Thank you for the reply Andre.

Unfortunately we do not have a secondary datastore aside from the VSAN datastore. I have not yet attempted to boot from the snapshot files (due to the corruption risk), however due to reasons I can't disclose publicly, another fun little tidbit of this is we likely cannot use Veeam Explorer for Exchange. I wish I could give more info here, but the basic gist is our backup infrastructure is air-gapped from the production environment to such a degree it would make Message Level backup/recovery near impossible.

I wish I had better answers to some of your ideas, but it sounds more and more like we may have to eat the data loss.

0 Kudos
a_p_
Leadership
Leadership

I'm not an Exchange expert, so I'm currently not aware of available tools to extract data from the Exchange DB, but at this point I'd at least create a backup/clone of the VM (including the snapshots) that can be used to somehow try, and extract/recover missing data.

To achieve this in your environment - assuming sufficient free disk space - you could:

  1. shut down the Exchange server, if it's currently running
  2. fix the virtual disks' snapshot chains
    --> modify/edit the snapshot .vmdk files so that their "parentCID" matches their respective parents "CID" (do NOT modify the base .vmdk files!)
  3. create a copy of the VM's current configuration (.vmx) file, e.g. "Exchange-Tmp.vmx"
  4. modify/edit the copied .vmx file so that the virtual disks point to the snapshot .vmdk files, and change the "displayName" to s.th. like "Exchange-Tmp"
  5. register the modified .vmx file in the inventory (do NOT power it on!)
  6. clone the VM from the UI
  7. unregister the temporary VM again to avoid later confusion
  8. disable the network in the cloned VM's settings
  9. create a snapshot on the cloned VM, so that you can always revert to this state if required

Once that is done, you could take the reverted VM back into production, and still have the chance to try and recover data from the clone.

As aside note: Veeam lately reported a know issue with CBT based backups after reverting to snapshots, which - from what I understood - VMware is currently working on. To make sure that you have consistent backups of the production machine, I'd suggest you create an Active Full backup asap.

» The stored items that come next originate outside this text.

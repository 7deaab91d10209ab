pub mod acquisition;
pub mod args;
pub mod chirp;
pub mod complex;
pub mod config;
pub mod error;
pub mod fft;
pub mod frontend;
pub mod mixer;
pub mod monitoring;
pub mod pipeline;
pub mod spectrum;
pub mod telemetry;

pub use chirp::ReferenceChirp;
pub use complex::ComplexSample;
pub use config::RadarConfig;
pub use error::{RadarError, RadarResult};
pub use spectrum::RangeEstimate;
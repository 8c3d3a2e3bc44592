use anyhow::Context as _;
use clap::{Parser, ValueEnum};
use kestrel::{
    first_follow::{FirstSets, FollowSets},
    grammar::Grammar,
    runtime::parser::Parser as Driver,
    table::{Method, ParseTable},
};
use std::{path::PathBuf, time::Instant};
use tracing_subscriber::EnvFilter;

#[derive(Debug, Parser)]
#[command(author, version, about, long_about = None)]
struct Args {
    /// The method used to build the parse table.
    #[arg(long, value_enum, default_value_t = MethodArg::LR1)]
    method: MethodArg,

    /// Print an intermediate result. May be given more than once.
    #[arg(long, value_enum)]
    dump: Vec<Dump>,

    /// Run the parser over a whitespace-separated list of terminal names
    /// and print the reductions.
    #[arg(long)]
    input: Option<String>,

    /// The path of grammar definition file.
    grammar: PathBuf,
}

#[derive(Debug, Copy, Clone, PartialEq, ValueEnum)]
enum MethodArg {
    #[value(name = "slr1")]
    SLR1,
    #[value(name = "lr1")]
    LR1,
}

#[derive(Debug, Copy, Clone, PartialEq, ValueEnum)]
enum Dump {
    Grammar,
    FirstFollow,
    Automaton,
    Table,
}

fn main() -> anyhow::Result<()> {
    tracing_subscriber::fmt()
        .with_env_filter(EnvFilter::from_default_env())
        .init();

    let args = Args::parse();
    tracing::debug!("parsed CLI args = {:?}", args);

    process_file(&args)
        .with_context(|| anyhow::anyhow!("errored during processing {}", args.grammar.display()))?;

    Ok(())
}

fn process_file(args: &Args) -> anyhow::Result<()> {
    let s = Instant::now();
    let grammar = Grammar::from_file(&args.grammar).context("failed to read the grammar")?;
    tracing::info!("from_file: {:?} elapsed", s.elapsed());

    let mut empty_nonterminals = vec![];
    for nonterminal in grammar.nonterminals.values() {
        if grammar.productions_of(nonterminal.id()).next().is_none() {
            empty_nonterminals.push(nonterminal.name());
        }
    }
    if !empty_nonterminals.is_empty() {
        println!(
            "[warning] The following nonterminals have no associated production rule: {:?}",
            empty_nonterminals
        );
    }

    if args.dump.contains(&Dump::Grammar) {
        println!("{}", grammar);
    }

    let method = match args.method {
        MethodArg::SLR1 => Method::SLR1,
        MethodArg::LR1 => Method::LR1,
    };

    let s = Instant::now();
    let first = FirstSets::new(&grammar);
    let follow = FollowSets::new(&grammar, &first);
    tracing::info!("first/follow: {:?} elapsed", s.elapsed());
    if args.dump.contains(&Dump::FirstFollow) {
        println!("{}", first.display(&grammar));
        println!("{}", follow.display(&grammar));
    }

    let s = Instant::now();
    let collection = method.collection(&grammar, &first);
    tracing::info!(
        "{} collection: {} states, {:?} elapsed",
        method,
        collection.len(),
        s.elapsed()
    );
    if args.dump.contains(&Dump::Automaton) {
        println!("{}", collection.display(&grammar));
    }

    let s = Instant::now();
    let follow = (method == Method::SLR1).then_some(&follow);
    let table = ParseTable::from_collection(&grammar, &collection, follow)?;
    tracing::info!("table: {:?} elapsed", s.elapsed());
    if args.dump.contains(&Dump::Table) {
        println!("{}", table.display(&grammar));
    }

    if let Some(input) = &args.input {
        let mut terminals = vec![];
        for name in input.split_whitespace() {
            let t = grammar
                .terminal_by_name(name)
                .filter(|t| !t.is_eoi() && !t.is_epsilon())
                .ok_or_else(|| anyhow::anyhow!("unknown terminal `{}'", name))?;
            terminals.push(t);
        }

        let derivation = Driver::new(&table).parse(terminals).map_err(|err| {
            let expected: Vec<&str> = match &err {
                kestrel::runtime::ParseError::Syntax { state, .. } => table
                    .expected_terminals(*state)
                    .map(|t| grammar.terminals[&t].name())
                    .collect(),
                _ => vec![],
            };
            anyhow::anyhow!("{} (expected one of: {})", err, expected.join(" "))
        })?;

        println!("## reductions");
        for production in &derivation.reductions {
            println!("- {}", grammar.production(*production).display(&grammar));
        }
        println!("## steps");
        let steps: Vec<String> = derivation.steps.iter().map(|s| s.to_string()).collect();
        println!("{}", steps.join(" "));
    }

    Ok(())
}
//! Maximal-munch scanner built from prioritized regular expressions.

use crate::{
    automaton::{Dfa, NfaBuilder, StateID},
    regex::{Regex, RegexError},
};
use std::{fmt, ops::Range};

#[derive(Debug, thiserror::Error)]
#[non_exhaustive]
pub enum LexerError {
    #[error("invalid pattern #{index} `{pattern}`")]
    InvalidPattern {
        index: usize,
        pattern: String,
        #[source]
        source: RegexError,
    },

    #[error("pattern #{index} `{pattern}` matches the empty string")]
    EmptyMatch { index: usize, pattern: String },
}

#[derive(Debug)]
struct Rule<K> {
    pattern: String,
    regex: Regex,
    // `None` for skipped matches
    kind: Option<K>,
}

/// Collects token definitions in declaration order.
///
/// Earlier definitions win when two of them match the same longest prefix.
#[derive(Debug)]
pub struct LexerDef<K> {
    rules: Vec<Rule<K>>,
}

impl<K> LexerDef<K> {
    /// Declare a token of the given kind.
    pub fn token(&mut self, pattern: &str, kind: K) -> Result<&mut Self, LexerError> {
        self.push(pattern, Some(kind))
    }

    /// Declare a pattern whose matches are consumed but never emitted.
    pub fn skip(&mut self, pattern: &str) -> Result<&mut Self, LexerError> {
        self.push(pattern, None)
    }

    fn push(&mut self, pattern: &str, kind: Option<K>) -> Result<&mut Self, LexerError> {
        let index = self.rules.len();
        let regex = Regex::parse(pattern).map_err(|source| LexerError::InvalidPattern {
            index,
            pattern: pattern.to_owned(),
            source,
        })?;
        // a zero-width match would never advance the cursor
        if regex.is_nullable() {
            return Err(LexerError::EmptyMatch {
                index,
                pattern: pattern.to_owned(),
            });
        }
        self.rules.push(Rule {
            pattern: pattern.to_owned(),
            regex,
            kind,
        });
        Ok(self)
    }
}

/// A compiled scanner. Immutable, and reusable across any number of inputs.
#[derive(Debug)]
pub struct Lexer<K> {
    dfa: Dfa<char, usize>,
    rules: Vec<Rule<K>>,
}

impl<K> Lexer<K> {
    pub fn define<F>(f: F) -> Result<Self, LexerError>
    where
        F: FnOnce(&mut LexerDef<K>) -> Result<(), LexerError>,
    {
        let mut def = LexerDef { rules: vec![] };
        f(&mut def)?;
        Self::build(def.rules)
    }

    /// Build a scanner from `(pattern, kind)` pairs, highest priority first.
    pub fn new<'p, I>(definitions: I) -> Result<Self, LexerError>
    where
        I: IntoIterator<Item = (&'p str, K)>,
    {
        Self::define(|def| {
            for (pattern, kind) in definitions {
                def.token(pattern, kind)?;
            }
            Ok(())
        })
    }

    fn build(rules: Vec<Rule<K>>) -> Result<Self, LexerError> {
        let mut builder = NfaBuilder::new();
        let start = builder.add_state();
        for (priority, rule) in rules.iter().enumerate() {
            let fragment = rule.regex.compile(&mut builder);
            builder.set_accepting(fragment.accept, true);
            builder.set_tag(fragment.accept, priority);
            builder.add_epsilon(start, fragment.initial);
        }
        let nfa = builder.build(start);

        // Tags are declaration indices, so the smallest one is the winner.
        let dfa = nfa.determinize();
        tracing::debug!(
            "lexer: {} definitions, {} NFA states, {} DFA states",
            rules.len(),
            nfa.len(),
            dfa.len()
        );

        Ok(Self { dfa, rules })
    }

    pub fn patterns(&self) -> impl Iterator<Item = &str> + '_ {
        self.rules.iter().map(|rule| rule.pattern.as_str())
    }

    /// Scan `input` lazily. The last item is always the end marker.
    pub fn tokens<'l, 'i>(&'l self, input: &'i str) -> Tokens<'l, 'i, K> {
        Tokens {
            lexer: self,
            input,
            offset: 0,
            line: 1,
            column: 1,
            finished: false,
        }
    }

    pub fn tokenize<'i>(&self, input: &'i str) -> Vec<Token<'i, K>>
    where
        K: Clone,
    {
        self.tokens(input).collect()
    }

    /// Return the end offset and rule index of the longest match at `offset`.
    fn longest_match(&self, input: &str, offset: usize) -> Option<(usize, usize)> {
        let mut state = StateID::START;
        let mut last_accept = None;
        for (i, c) in input[offset..].char_indices() {
            match self.dfa.next(state, &c) {
                Some(next) => state = next,
                None => break,
            }
            if let Some(priority) = self.dfa.state(state).tag() {
                last_accept = Some((offset + i + c.len_utf8(), *priority));
            }
        }
        last_accept
    }
}

#[derive(Debug, Clone, Copy, PartialEq, Eq, Hash)]
pub enum TokenKind<K> {
    Terminal(K),
    /// A character no definition matches.
    Invalid,
    /// The end of the input.
    End,
}

#[derive(Debug, Clone, PartialEq, Eq)]
pub struct Token<'i, K> {
    pub kind: TokenKind<K>,
    pub lexeme: &'i str,
    /// Byte range of the lexeme in the input.
    pub span: Range<usize>,
    /// 1-based.
    pub line: usize,
    /// 1-based, counted in characters.
    pub column: usize,
}

impl<K> Token<'_, K> {
    pub fn is_valid(&self) -> bool {
        !matches!(self.kind, TokenKind::Invalid)
    }

    pub fn terminal(&self) -> Option<&K> {
        match &self.kind {
            TokenKind::Terminal(kind) => Some(kind),
            _ => None,
        }
    }
}

impl<K: fmt::Debug> fmt::Display for Token<'_, K> {
    fn fmt(&self, f: &mut fmt::Formatter<'_>) -> fmt::Result {
        match &self.kind {
            TokenKind::Terminal(kind) => write!(f, "{:?}", kind)?,
            TokenKind::Invalid => f.write_str("<invalid>")?,
            TokenKind::End => return write!(f, "<end> at {}:{}", self.line, self.column),
        }
        write!(f, " {:?} at {}:{}", self.lexeme, self.line, self.column)
    }
}

/// Iterator returned by [`Lexer::tokens`].
#[derive(Debug)]
pub struct Tokens<'l, 'i, K> {
    lexer: &'l Lexer<K>,
    input: &'i str,
    offset: usize,
    line: usize,
    column: usize,
    finished: bool,
}

impl<'i, K> Tokens<'_, 'i, K> {
    fn advance(&mut self, end: usize) -> Token<'i, K> {
        let lexeme = &self.input[self.offset..end];
        let token = Token {
            kind: TokenKind::End,
            lexeme,
            span: self.offset..end,
            line: self.line,
            column: self.column,
        };
        for c in lexeme.chars() {
            if c == '\n' {
                self.line += 1;
                self.column = 1;
            } else {
                self.column += 1;
            }
        }
        self.offset = end;
        token
    }
}

impl<'i, K: Clone> Iterator for Tokens<'_, 'i, K> {
    type Item = Token<'i, K>;

    fn next(&mut self) -> Option<Self::Item> {
        loop {
            if self.offset >= self.input.len() {
                if self.finished {
                    return None;
                }
                self.finished = true;
                return Some(self.advance(self.input.len()));
            }

            match self.lexer.longest_match(self.input, self.offset) {
                Some((end, priority)) => {
                    let mut token = self.advance(end);
                    match &self.lexer.rules[priority].kind {
                        Some(kind) => {
                            token.kind = TokenKind::Terminal(kind.clone());
                            tracing::trace!(rule = priority, lexeme = token.lexeme, "emit");
                            return Some(token);
                        }
                        None => continue,
                    }
                }
                None => {
                    // Nothing matches here. Give up on exactly one character.
                    let width = self.input[self.offset..]
                        .chars()
                        .next()
                        .map_or(1, char::len_utf8);
                    let mut token = self.advance(self.offset + width);
                    token.kind = TokenKind::Invalid;
                    tracing::trace!(
                        line = token.line,
                        column = token.column,
                        "invalid character {:?}",
                        token.lexeme
                    );
                    return Some(token);
                }
            }
        }
    }
}

#[cfg(test)]
mod tests {
    use super::*;

    #[derive(Debug, Clone, Copy, PartialEq, Eq)]
    enum T {
        Ab,
        A,
        Keyword,
        Ident,
        Number,
    }

    fn kinds<K: Clone>(lexer: &Lexer<K>, input: &str) -> Vec<TokenKind<K>> {
        lexer.tokens(input).map(|t| t.kind).collect()
    }

    #[test]
    fn longest_match_wins() {
        let lexer = Lexer::new([("ab", T::Ab), ("a", T::A)]).unwrap();
        assert_eq!(
            kinds(&lexer, "ab"),
            [TokenKind::Terminal(T::Ab), TokenKind::End]
        );
        assert_eq!(
            kinds(&lexer, "aab"),
            [
                TokenKind::Terminal(T::A),
                TokenKind::Terminal(T::Ab),
                TokenKind::End
            ]
        );
    }

    #[test]
    fn earlier_definition_breaks_ties() {
        let lexer = Lexer::new([("if", T::Keyword), ("[a-z]+", T::Ident)]).unwrap();
        assert_eq!(
            kinds(&lexer, "if"),
            [TokenKind::Terminal(T::Keyword), TokenKind::End]
        );
        // longer identifiers are not cut at the keyword
        let tokens = lexer.tokenize("iffy");
        assert_eq!(tokens[0].kind, TokenKind::Terminal(T::Ident));
        assert_eq!(tokens[0].lexeme, "iffy");

        let lexer = Lexer::new([("[a-z]+", T::Ident), ("if", T::Keyword)]).unwrap();
        assert_eq!(
            kinds(&lexer, "if"),
            [TokenKind::Terminal(T::Ident), TokenKind::End]
        );
    }

    #[test]
    fn backs_off_to_last_accepting_position() {
        // "abc" is not a token, so the scanner falls back to "ab" then
        // gives up on "c".
        let lexer = Lexer::new([("ab", T::Ab), ("abcd", T::Keyword)]).unwrap();
        let tokens = lexer.tokenize("abc");
        assert_eq!(tokens.len(), 3);
        assert_eq!(tokens[0].kind, TokenKind::Terminal(T::Ab));
        assert_eq!(tokens[1].kind, TokenKind::Invalid);
        assert_eq!(tokens[1].lexeme, "c");
        assert_eq!(tokens[2].kind, TokenKind::End);
    }

    #[test]
    fn empty_input_yields_only_the_end_marker() {
        let lexer = Lexer::new([("a", T::A)]).unwrap();
        let tokens = lexer.tokenize("");
        assert_eq!(tokens.len(), 1);
        assert_eq!(tokens[0].kind, TokenKind::End);
        assert_eq!(tokens[0].span, 0..0);

        // no definitions at all still scans
        let lexer = Lexer::<T>::new([]).unwrap();
        assert_eq!(kinds(&lexer, ""), [TokenKind::End]);
        assert_eq!(kinds(&lexer, "x"), [TokenKind::Invalid, TokenKind::End]);
    }

    #[test]
    fn invalid_characters_do_not_stop_the_scan() {
        let lexer = Lexer::define(|def| {
            def.token("[0-9]+", T::Number)?;
            def.skip(" +")?;
            Ok(())
        })
        .unwrap();
        let tokens = lexer.tokenize("12 é?3");
        let summary: Vec<_> = tokens.iter().map(|t| (t.kind, t.lexeme)).collect();
        assert_eq!(
            summary,
            [
                (TokenKind::Terminal(T::Number), "12"),
                (TokenKind::Invalid, "é"),
                (TokenKind::Invalid, "?"),
                (TokenKind::Terminal(T::Number), "3"),
                (TokenKind::End, ""),
            ]
        );
        assert!(!tokens[1].is_valid());
        assert!(tokens[3].is_valid());
        assert_eq!(tokens[2].span, 5..6);
    }

    #[test]
    fn positions_track_lines_and_columns() {
        let lexer = Lexer::define(|def| {
            def.token("[a-z]+", T::Ident)?;
            def.skip("[ \n]+")?;
            Ok(())
        })
        .unwrap();
        assert_eq!(lexer.patterns().collect::<Vec<_>>(), ["[a-z]+", "[ \n]+"]);

        let tokens = lexer.tokenize("ab cd\n  ef\n");
        let positions: Vec<_> = tokens.iter().map(|t| (t.line, t.column)).collect();
        assert_eq!(positions, [(1, 1), (1, 4), (2, 3), (3, 1)]);
    }

    #[test]
    fn rejects_bad_definitions() {
        let err = Lexer::new([("a", T::A), ("b*", T::Ab)]).unwrap_err();
        assert!(matches!(err, LexerError::EmptyMatch { index: 1, .. }));

        let err = Lexer::new([("(a", T::A)]).unwrap_err();
        assert!(matches!(err, LexerError::InvalidPattern { index: 0, .. }));

        let err = Lexer::new([("a", T::A), ("[b-a]", T::Ab)]).unwrap_err();
        assert!(matches!(err, LexerError::InvalidPattern { index: 1, .. }));
    }
}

Please fell free to ask, if something that I wrote is unclear.

André

0 Kudos
chrisatcoeur
Contributor
Contributor

Thanks again for your replies. I think your proposed path forward would have a decent chance at some data recovery if we had better interactivity of features with our backup structure and our production environment. Ultimately, our management cried uncle, and needed to have email flowing again. We brought the server back up on the original vmdk's, accepting the data loss. I really wish we could have tried some of the options suggested here and elsewhere, however they deemed the timeframe and risk too great.